Porta-vozes dos tubarões do 1% mais rico da população nem enrubescem ao afirmar que, não fossem as favelas, a situação já estaria sob controle (Guilherme Benchimol, sócio do Itaú, criador da XP investimentos, o caça níqueis dos incautos, milionários lavadores de dinheiro e que tem como garoto propaganda gente como Luciano Huck).
Sei que prego no deserto dominado pela mídia oficial e seus comparsas. Mas a verdade tem que ser dita.
Os bilhões e bilhões de dólares nas mãos de uns poucos seriam mais do que suficientes para socorrer os milhões que hoje estão à míngua, sem direito a um tratamento digno.
Tem mais: a tecnologia high tech, capaz de tantas proezas, certamente tem condições de encontrar em tempo recorde uma vacina contra um vírus que não passa de uma sequência de outros que já surgiram.
Mas não.
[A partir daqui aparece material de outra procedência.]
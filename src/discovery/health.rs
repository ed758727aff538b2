//! HTTP liveness probing for discovered servers

use super::HTTP_CLIENT;
use crate::data::ServerStatus;
use reqwest::StatusCode;
use std::time::Duration;

pub const HEALTH_PATH: &str = "/api/health";
pub const SESSION_PATH: &str = "/session";

const LOCALHOST: &str = "127.0.0.1";

/// Classifies a server as healthy or unhealthy. Never fails.
///
/// The primary check is `GET /api/health`; if that does not answer 2xx,
/// `GET /session` is tried once, where 401 also counts as alive.
#[derive(Debug, Clone)]
pub struct HealthProber {
    client: reqwest::Client,
    timeout: Duration,
}

impl HealthProber {
    pub fn new(timeout: Duration) -> Self {
        Self::with_client(HTTP_CLIENT.clone(), timeout)
    }

    pub fn with_client(client: reqwest::Client, timeout: Duration) -> Self {
        Self { client, timeout }
    }

    pub fn timeout(&self) -> Duration {
        self.timeout
    }

    pub async fn probe(&self, port: u16) -> ServerStatus {
        self.probe_host(LOCALHOST, port).await
    }

    pub async fn probe_host(&self, host: &str, port: u16) -> ServerStatus {
        // Two sequential requests at most
        let ceiling = self.timeout * 2;
        match tokio::time::timeout(ceiling, self.check(host, port)).await {
            Ok(status) => status,
            Err(_) => {
                tracing::debug!("Health probe of {}:{} exceeded {:?}", host, port, ceiling);
                ServerStatus::Unhealthy
            }
        }
    }

    async fn check(&self, host: &str, port: u16) -> ServerStatus {
        let base = format!("http://{}:{}", host, port);

        match self.status_of(&format!("{}{}", base, HEALTH_PATH)).await {
            Ok(code) if code.is_success() => return ServerStatus::Healthy,
            Ok(code) => tracing::debug!("{}{} answered {}", base, HEALTH_PATH, code),
            Err(e) => tracing::debug!("{}{} unreachable: {}", base, HEALTH_PATH, e),
        }

        match self.status_of(&format!("{}{}", base, SESSION_PATH)).await {
            Ok(code) if code.is_success() || code == StatusCode::UNAUTHORIZED => {
                ServerStatus::Healthy
            }
            Ok(code) => {
                tracing::debug!("{}{} answered {}", base, SESSION_PATH, code);
                ServerStatus::Unhealthy
            }
            Err(e) => {
                tracing::debug!("{}{} unreachable: {}", base, SESSION_PATH, e);
                ServerStatus::Unhealthy
            }
        }
    }

    async fn status_of(&self, url: &str) -> Result<StatusCode, reqwest::Error> {
        self.client
            .get(url)
            .timeout(self.timeout)
            .send()
            .await
            .map(|r| r.status())
    }
}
O que se observa é uma disputa entre laboratórios farmacêuticos poderosos para ver quem chega primeiro a um remédio ou a uma vacina eficaz para, assim, disparar nas bolsas de valores. Pura especulação. Não há colaboração entre cientistas de ponta. Tampouco os grandes conglomerados multinacionais sentem-se obrigados a reorientar sua produção para equipamentos voltados a salvar as milhares de vida perdidas diariamente. Estão mais preocupados em demitir e cortar salários sob o argumento de que “a economia parou”.
Agora, virou moda falar em “novo normal”. Uma estupidez à altura dos cínicos que engordam seus cofres à custa das vidas dos mais pobres e do sucateamento dos sistemas públicos de saúde promovido pelo neo-liberalismo atroz.
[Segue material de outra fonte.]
//! Tool-call state reported by agent servers
//!
//! Each state carries exactly the fields that exist for it; decoding keys off
//! the explicit `status` field.

use serde::{Deserialize, Serialize};
use serde_json::{Map, Value};

/// Start/end timestamps in epoch milliseconds
#[derive(Debug, Clone, Copy, PartialEq, Eq, Serialize, Deserialize)]
pub struct ToolTime {
    pub start: i64,
    #[serde(default, skip_serializing_if = "Option::is_none")]
    pub end: Option<i64>,
}

#[derive(Debug, Clone, PartialEq, Serialize, Deserialize)]
#[serde(tag = "status", rename_all = "lowercase")]
pub enum ToolCallState {
    Pending {
        #[serde(default)]
        input: Map<String, Value>,
    },
    Running {
        #[serde(default)]
        input: Map<String, Value>,
        #[serde(default)]
        title: Option<String>,
        time: ToolTime,
    },
    Completed {
        #[serde(default)]
        input: Map<String, Value>,
        output: String,
        #[serde(default)]
        title: Option<String>,
        time: ToolTime,
    },
    Error {
        #[serde(default)]
        input: Map<String, Value>,
        error: String,
        time: ToolTime,
    },
}

impl ToolCallState {
    /// Still waiting on a result
    pub fn is_active(&self) -> bool {
        matches!(self, Self::Pending { .. } | Self::Running { .. })
    }

    pub fn input(&self) -> &Map<String, Value> {
        match self {
            Self::Pending { input }
            | Self::Running { input, .. }
            | Self::Completed { input, .. }
            | Self::Error { input, .. } => input,
        }
    }

    pub fn title(&self) -> Option<&str> {
        match self {
            Self::Running { title, .. } | Self::Completed { title, .. } => title.as_deref(),
            _ => None,
        }
    }

    /// Elapsed time for finished calls
    pub fn duration_ms(&self) -> Option<i64> {
        match self {
            Self::Completed { time, .. } | Self::Error { time, .. } => {
                time.end.map(|end| end - time.start)
            }
            _ => None,
        }
    }

    /// Output on success, error message on failure
    pub fn result_text(&self) -> Option<&str> {
        match self {
            Self::Completed { output, .. } => Some(output),
            Self::Error { error, .. } => Some(error),
            _ => None,
        }
    }
}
O que precisamos é inaugurar um tempo em que a solidariedade e o respeito aos desvalidos falem mais alto que a ganância desmedida imposta pelo capitalismo imperialista.
*Ricardo Melo, jornalista, foi editor-executivo do Diário de S. Paulo, chefe de redação do Jornal da Tarde (quando ganhou o Prêmio Esso de criação gráfica) e editor da revista Brasil Investe do jornal Valor Econômico, além de repórter especial da Revista Exame e colunista do jornal Folha de S. Paulo. Na televisão, trabalhou como chefe de redação do SBT e como diretor-executivo do Jornal da Band (Rede Bandeirantes) e editor-chefe do Jornal da Globo (Rede Globo). Presidiu a EBC por indicação da presidenta Dilma Rousseff.